Task objective ▸ Every entry below is to be copied exactly as written.

Stored data ▸
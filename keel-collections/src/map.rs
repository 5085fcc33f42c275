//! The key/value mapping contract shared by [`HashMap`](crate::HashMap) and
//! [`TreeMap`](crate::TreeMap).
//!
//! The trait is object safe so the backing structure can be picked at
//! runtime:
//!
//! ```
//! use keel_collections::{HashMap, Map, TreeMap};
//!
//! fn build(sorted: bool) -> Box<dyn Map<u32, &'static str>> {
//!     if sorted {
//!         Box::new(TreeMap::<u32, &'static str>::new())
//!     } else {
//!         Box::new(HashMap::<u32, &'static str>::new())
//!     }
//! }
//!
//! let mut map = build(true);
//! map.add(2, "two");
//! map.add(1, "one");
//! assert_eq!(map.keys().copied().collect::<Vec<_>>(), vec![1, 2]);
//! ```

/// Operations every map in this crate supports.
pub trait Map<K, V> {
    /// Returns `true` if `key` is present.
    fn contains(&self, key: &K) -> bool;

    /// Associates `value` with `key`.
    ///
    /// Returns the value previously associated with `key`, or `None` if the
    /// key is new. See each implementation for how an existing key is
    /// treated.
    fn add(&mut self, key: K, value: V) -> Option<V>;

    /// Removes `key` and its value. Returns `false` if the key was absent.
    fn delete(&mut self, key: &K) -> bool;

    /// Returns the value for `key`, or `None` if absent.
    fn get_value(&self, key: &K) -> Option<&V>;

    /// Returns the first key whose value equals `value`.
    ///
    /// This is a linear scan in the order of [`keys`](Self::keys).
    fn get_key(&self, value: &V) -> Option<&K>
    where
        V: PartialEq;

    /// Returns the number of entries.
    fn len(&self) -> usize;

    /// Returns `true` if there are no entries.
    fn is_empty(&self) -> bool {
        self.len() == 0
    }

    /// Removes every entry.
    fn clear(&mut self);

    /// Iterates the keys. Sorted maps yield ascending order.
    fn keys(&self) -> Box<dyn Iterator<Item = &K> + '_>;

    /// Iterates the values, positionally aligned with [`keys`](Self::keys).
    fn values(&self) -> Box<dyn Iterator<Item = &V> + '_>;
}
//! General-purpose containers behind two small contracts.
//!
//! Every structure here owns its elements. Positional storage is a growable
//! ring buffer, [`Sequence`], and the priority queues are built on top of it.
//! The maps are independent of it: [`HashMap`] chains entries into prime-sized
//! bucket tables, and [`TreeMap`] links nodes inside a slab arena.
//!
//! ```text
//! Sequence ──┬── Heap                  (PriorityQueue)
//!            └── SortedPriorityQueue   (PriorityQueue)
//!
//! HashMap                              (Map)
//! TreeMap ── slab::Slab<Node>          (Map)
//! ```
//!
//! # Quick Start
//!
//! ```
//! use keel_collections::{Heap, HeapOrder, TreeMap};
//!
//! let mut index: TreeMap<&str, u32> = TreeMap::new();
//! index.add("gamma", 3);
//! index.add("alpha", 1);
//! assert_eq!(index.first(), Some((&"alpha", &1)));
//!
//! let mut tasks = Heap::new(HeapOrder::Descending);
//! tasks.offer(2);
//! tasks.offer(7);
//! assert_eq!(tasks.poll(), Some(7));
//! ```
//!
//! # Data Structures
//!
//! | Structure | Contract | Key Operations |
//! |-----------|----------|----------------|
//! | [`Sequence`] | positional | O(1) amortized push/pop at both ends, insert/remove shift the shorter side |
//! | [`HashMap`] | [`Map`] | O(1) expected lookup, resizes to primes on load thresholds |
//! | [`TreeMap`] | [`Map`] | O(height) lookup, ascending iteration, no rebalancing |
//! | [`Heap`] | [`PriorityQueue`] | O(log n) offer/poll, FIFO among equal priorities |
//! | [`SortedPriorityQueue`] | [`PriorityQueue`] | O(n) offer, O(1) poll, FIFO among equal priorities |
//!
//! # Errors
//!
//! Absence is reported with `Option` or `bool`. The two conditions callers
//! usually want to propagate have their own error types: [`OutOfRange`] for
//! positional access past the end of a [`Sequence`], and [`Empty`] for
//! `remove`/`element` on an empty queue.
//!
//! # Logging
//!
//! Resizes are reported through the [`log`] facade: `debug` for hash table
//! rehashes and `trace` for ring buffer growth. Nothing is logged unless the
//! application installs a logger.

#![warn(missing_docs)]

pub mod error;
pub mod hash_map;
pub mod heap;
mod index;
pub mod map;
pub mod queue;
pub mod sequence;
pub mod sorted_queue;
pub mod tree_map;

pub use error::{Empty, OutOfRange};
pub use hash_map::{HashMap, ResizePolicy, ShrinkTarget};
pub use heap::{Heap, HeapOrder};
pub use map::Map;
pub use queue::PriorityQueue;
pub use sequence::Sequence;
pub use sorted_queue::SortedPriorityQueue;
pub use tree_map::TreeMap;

Result below ▸
filename keel-collections/src/map.rs
repository 5085fcc33f42c275
//! The key/value mapping contract shared by [`HashMap`](crate::HashMap) and
//! [`TreeMap`](crate::TreeMap).
//!
//! The trait is object safe so the backing structure can be picked at
//! runtime:
//!
//! ```
//! use keel_collections::{HashMap, Map, TreeMap};
//!
//! fn build(sorted: bool) -> Box<dyn Map<u32, &'static str>> {
//!     if sorted {
//!         Box::new(TreeMap::<u32, &'static str>::new())
//!     } else {
//!         Box::new(HashMap::<u32, &'static str>::new())
//!     }
//! }
//!
//! let mut map = build(true);
//! map.add(2, "two");
//! map.add(1, "one");
//! assert_eq!(map.keys().copied().collect::<Vec<_>>(), vec![1, 2]);
//! ```

/// Operations every map in this crate supports.
pub trait Map<K, V> {
    /// Returns `true` if `key` is present.
    fn contains(&self, key: &K) -> bool;

    /// Associates `value` with `key`.
    ///
    /// Returns the value previously associated with `key`, or `None` if the
    /// key is new. See each implementation for how an existing key is
    /// treated.
    fn add(&mut self, key: K, value: V) -> Option<V>;

    /// Removes `key` and its value. Returns `false` if the key was absent.
    fn delete(&mut self, key: &K) -> bool;

    /// Returns the value for `key`, or `None` if absent.
    fn get_value(&self, key: &K) -> Option<&V>;

    /// Returns the first key whose value equals `value`.
    ///
    /// This is a linear scan in the order of [`keys`](Self::keys).
    fn get_key(&self, value: &V) -> Option<&K>
    where
        V: PartialEq;

    /// Returns the number of entries.
    fn len(&self) -> usize;

    /// Returns `true` if there are no entries.
    fn is_empty(&self) -> bool {
        self.len() == 0
    }

    /// Removes every entry.
    fn clear(&mut self);

    /// Iterates the keys. Sorted maps yield ascending order.
    fn keys(&self) -> Box<dyn Iterator<Item = &K> + '_>;

    /// Iterates the values, positionally aligned with [`keys`](Self::keys).
    fn values(&self) -> Box<dyn Iterator<Item = &V> + '_>;
}
//! General-purpose containers behind two small contracts.
//!
//! Every structure here owns its elements. Positional storage is a growable
//! ring buffer, [`Sequence`], and the priority queues are built on top of it.
//! The maps are independent of it: [`HashMap`] chains entries into prime-sized
//! bucket tables, and [`TreeMap`] links nodes inside a slab arena.
//!
//! ```text
//! Sequence ──┬── Heap                  (PriorityQueue)
//!            └── SortedPriorityQueue   (PriorityQueue)
//!
//! HashMap                              (Map)
//! TreeMap ── slab::Slab<Node>          (Map)
//! ```
//!
//! # Quick Start
//!
//! ```
//! use keel_collections::{Heap, HeapOrder, TreeMap};
//!
//! let mut index: TreeMap<&str, u32> = TreeMap::new();
//! index.add("gamma", 3);
//! index.add("alpha", 1);
//! assert_eq!(index.first(), Some((&"alpha", &1)));
//!
//! let mut tasks = Heap::new(HeapOrder::Descending);
//! tasks.offer(2);
//! tasks.offer(7);
//! assert_eq!(tasks.poll(), Some(7));
//! ```
//!
//! # Data Structures
//!
//! | Structure | Contract | Key Operations |
//! |-----------|----------|----------------|
//! | [`Sequence`] | positional | O(1) amortized push/pop at both ends, insert/remove shift the shorter side |
//! | [`HashMap`] | [`Map`] | O(1) expected lookup, resizes to primes on load thresholds |
//! | [`TreeMap`] | [`Map`] | O(height) lookup, ascending iteration, no rebalancing |
//! | [`Heap`] | [`PriorityQueue`] | O(log n) offer/poll, FIFO among equal priorities |
//! | [`SortedPriorityQueue`] | [`PriorityQueue`] | O(n) offer, O(1) poll, FIFO among equal priorities |
//!
//! # Errors
//!
//! Absence is reported with `Option` or `bool`. The two conditions callers
//! usually want to propagate have their own error types: [`OutOfRange`] for
//! positional access past the end of a [`Sequence`], and [`Empty`] for
//! `remove`/`element` on an empty queue.
//!
//! # Logging
//!
//! Resizes are reported through the [`log`] facade: `debug` for hash table
//! rehashes and `trace` for ring buffer growth. Nothing is logged unless the
//! application installs a logger.

#![warn(missing_docs)]

pub mod error;
pub mod hash_map;
pub mod heap;
mod index;
pub mod map;
pub mod queue;
pub mod sequence;
pub mod sorted_queue;
pub mod tree_map;

pub use error::{Empty, OutOfRange};
pub use hash_map::{HashMap, ResizePolicy, ShrinkTarget};
pub use heap::{Heap, HeapOrder};
pub use map::Map;
pub use queue::PriorityQueue;
pub use sequence::Sequence;
pub use sorted_queue::SortedPriorityQueue;
pub use tree_map::TreeMap;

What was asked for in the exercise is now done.